In the records below, find the lines that include "load" and copy each.

[Stored data entries]
· · ·

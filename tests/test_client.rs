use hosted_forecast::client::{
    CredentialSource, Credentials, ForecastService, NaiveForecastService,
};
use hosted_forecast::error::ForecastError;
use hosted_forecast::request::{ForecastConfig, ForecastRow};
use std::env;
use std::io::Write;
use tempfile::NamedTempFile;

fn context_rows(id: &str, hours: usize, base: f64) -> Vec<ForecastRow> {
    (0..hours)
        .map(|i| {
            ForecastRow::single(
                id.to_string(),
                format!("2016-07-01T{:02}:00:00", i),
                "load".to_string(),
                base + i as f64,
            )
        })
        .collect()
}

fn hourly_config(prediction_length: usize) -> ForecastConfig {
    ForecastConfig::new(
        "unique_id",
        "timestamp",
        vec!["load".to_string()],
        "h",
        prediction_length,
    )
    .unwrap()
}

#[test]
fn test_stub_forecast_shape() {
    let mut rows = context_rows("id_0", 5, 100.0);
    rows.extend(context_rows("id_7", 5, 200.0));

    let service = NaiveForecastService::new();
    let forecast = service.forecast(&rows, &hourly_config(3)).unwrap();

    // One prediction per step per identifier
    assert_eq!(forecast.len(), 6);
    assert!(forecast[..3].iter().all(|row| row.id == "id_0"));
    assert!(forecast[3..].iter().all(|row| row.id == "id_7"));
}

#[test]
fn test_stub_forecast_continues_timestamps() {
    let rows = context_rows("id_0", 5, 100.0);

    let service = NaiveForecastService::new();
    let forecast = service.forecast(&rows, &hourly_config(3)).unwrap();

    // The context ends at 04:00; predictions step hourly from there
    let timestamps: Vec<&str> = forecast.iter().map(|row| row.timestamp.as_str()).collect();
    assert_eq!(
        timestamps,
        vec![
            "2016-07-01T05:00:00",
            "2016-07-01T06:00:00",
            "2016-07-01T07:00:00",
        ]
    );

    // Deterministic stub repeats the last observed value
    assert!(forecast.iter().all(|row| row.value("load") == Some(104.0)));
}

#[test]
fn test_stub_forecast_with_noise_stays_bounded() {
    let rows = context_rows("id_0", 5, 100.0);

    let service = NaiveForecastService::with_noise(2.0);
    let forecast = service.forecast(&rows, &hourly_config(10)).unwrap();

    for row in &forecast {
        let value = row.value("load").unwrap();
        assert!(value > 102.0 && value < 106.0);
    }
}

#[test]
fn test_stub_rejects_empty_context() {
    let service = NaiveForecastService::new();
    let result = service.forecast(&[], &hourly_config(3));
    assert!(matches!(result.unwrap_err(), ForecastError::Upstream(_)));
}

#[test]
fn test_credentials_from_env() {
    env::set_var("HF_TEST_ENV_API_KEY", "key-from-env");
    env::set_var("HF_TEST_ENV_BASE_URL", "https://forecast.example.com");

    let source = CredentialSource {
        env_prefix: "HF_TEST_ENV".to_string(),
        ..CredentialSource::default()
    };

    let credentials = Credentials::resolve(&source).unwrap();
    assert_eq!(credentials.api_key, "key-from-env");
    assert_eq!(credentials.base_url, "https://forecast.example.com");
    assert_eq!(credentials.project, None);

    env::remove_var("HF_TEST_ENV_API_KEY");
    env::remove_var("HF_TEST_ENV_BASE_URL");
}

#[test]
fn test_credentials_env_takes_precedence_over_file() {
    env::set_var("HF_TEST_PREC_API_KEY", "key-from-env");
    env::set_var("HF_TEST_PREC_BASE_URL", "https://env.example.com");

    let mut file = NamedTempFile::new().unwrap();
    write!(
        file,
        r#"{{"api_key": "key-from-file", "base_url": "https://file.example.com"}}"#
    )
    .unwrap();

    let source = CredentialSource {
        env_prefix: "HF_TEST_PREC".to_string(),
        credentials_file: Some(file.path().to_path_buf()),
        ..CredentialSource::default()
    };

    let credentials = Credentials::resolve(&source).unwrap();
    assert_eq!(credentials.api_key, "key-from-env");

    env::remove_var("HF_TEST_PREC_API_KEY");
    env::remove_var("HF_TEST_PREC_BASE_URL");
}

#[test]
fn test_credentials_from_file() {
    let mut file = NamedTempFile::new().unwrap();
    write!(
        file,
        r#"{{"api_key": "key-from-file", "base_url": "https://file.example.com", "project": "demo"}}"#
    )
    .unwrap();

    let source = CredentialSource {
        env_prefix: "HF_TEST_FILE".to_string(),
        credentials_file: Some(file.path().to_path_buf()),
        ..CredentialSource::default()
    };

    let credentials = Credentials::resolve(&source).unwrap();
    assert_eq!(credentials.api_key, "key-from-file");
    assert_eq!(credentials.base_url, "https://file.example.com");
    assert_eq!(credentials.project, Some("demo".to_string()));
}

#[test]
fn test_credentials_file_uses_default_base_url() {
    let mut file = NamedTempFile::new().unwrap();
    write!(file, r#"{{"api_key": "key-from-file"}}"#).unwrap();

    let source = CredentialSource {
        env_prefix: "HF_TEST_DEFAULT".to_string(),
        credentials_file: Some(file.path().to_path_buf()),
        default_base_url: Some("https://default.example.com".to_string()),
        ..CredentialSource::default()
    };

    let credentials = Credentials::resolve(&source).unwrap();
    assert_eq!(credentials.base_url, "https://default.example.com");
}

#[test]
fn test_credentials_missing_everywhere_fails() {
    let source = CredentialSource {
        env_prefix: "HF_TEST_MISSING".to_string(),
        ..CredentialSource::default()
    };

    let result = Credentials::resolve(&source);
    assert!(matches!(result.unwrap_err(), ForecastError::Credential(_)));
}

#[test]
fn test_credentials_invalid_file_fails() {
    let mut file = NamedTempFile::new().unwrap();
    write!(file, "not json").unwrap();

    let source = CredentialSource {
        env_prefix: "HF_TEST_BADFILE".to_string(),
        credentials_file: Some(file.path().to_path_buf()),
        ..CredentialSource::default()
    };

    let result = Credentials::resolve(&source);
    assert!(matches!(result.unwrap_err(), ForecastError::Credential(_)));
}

· · ·

• **Solution**
                "load".to_string(),
        vec!["load".to_string()],
    assert!(forecast.iter().all(|row| row.value("load") == Some(104.0)));
        let value = row.value("load").unwrap();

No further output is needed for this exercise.